==== RECORDS SHOWN
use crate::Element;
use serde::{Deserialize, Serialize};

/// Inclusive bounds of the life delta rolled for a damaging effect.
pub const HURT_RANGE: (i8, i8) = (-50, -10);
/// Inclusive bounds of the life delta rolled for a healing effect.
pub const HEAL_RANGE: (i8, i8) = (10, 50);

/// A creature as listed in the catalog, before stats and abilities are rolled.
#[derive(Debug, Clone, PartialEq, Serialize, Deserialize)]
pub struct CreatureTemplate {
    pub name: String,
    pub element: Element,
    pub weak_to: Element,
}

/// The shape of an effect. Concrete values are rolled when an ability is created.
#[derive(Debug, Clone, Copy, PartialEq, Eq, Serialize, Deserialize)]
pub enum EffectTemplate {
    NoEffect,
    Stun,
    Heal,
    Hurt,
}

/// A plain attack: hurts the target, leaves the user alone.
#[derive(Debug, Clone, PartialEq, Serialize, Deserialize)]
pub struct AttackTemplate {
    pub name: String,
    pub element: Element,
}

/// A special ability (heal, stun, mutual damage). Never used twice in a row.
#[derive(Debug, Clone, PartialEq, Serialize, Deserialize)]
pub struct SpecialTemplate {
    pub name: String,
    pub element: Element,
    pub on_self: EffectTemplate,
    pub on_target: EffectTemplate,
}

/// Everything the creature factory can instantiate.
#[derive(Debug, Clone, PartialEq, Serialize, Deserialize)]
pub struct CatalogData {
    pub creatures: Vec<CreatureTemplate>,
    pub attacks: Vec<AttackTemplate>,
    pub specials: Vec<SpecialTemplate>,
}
========
==== RECORDS SHOWN
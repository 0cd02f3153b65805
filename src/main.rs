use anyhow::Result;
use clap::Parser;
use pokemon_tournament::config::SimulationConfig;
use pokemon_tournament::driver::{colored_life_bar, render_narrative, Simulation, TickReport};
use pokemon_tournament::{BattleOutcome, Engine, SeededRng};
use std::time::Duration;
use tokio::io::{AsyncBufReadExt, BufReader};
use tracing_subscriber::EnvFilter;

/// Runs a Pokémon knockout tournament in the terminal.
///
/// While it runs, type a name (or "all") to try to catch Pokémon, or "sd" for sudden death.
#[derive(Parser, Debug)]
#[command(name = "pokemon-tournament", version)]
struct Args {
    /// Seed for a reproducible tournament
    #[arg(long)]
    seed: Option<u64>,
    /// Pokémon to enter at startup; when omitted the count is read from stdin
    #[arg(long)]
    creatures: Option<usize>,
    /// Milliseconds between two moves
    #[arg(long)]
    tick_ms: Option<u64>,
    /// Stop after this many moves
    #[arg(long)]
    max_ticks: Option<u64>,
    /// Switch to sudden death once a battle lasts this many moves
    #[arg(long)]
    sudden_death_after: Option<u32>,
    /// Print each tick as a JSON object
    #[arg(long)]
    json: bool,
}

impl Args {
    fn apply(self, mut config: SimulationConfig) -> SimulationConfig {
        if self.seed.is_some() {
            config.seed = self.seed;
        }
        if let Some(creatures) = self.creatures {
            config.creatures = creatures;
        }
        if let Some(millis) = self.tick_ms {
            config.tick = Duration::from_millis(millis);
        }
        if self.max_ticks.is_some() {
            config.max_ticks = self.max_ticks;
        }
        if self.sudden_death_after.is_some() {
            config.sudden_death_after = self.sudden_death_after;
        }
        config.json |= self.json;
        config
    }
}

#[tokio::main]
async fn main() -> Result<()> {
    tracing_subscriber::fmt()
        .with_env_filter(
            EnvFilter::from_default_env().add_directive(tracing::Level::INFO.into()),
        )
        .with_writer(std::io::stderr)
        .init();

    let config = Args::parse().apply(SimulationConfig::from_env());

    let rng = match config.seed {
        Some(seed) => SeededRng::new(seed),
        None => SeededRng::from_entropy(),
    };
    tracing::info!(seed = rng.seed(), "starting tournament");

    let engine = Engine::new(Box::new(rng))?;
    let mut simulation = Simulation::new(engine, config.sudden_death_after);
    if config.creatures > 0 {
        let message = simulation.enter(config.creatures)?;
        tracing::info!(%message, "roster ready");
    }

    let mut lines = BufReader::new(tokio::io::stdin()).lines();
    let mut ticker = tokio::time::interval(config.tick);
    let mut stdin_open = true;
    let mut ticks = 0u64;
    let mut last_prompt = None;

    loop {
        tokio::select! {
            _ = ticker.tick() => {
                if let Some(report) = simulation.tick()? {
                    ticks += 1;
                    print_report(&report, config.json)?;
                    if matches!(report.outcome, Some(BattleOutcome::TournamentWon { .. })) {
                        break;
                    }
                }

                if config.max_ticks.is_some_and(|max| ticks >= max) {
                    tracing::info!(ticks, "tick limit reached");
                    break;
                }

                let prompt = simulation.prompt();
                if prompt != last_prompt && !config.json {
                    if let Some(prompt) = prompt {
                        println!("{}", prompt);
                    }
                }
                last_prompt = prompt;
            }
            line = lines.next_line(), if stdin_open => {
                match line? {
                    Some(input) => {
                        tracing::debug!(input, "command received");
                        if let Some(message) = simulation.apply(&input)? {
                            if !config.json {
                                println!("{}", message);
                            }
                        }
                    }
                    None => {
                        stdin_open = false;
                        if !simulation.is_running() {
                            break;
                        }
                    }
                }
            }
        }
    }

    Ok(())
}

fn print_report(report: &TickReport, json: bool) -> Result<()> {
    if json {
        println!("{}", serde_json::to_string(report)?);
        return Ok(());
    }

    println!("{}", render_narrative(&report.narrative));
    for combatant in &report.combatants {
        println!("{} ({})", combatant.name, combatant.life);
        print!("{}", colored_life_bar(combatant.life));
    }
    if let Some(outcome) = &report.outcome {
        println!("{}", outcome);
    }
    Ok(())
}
========
WHAT TO DO:
Whenever a line in the data holds "bool", copy that line.

THE COMPLETED TASK:
    json: bool,
fn print_report(report: &TickReport, json: bool) -> Result<()> {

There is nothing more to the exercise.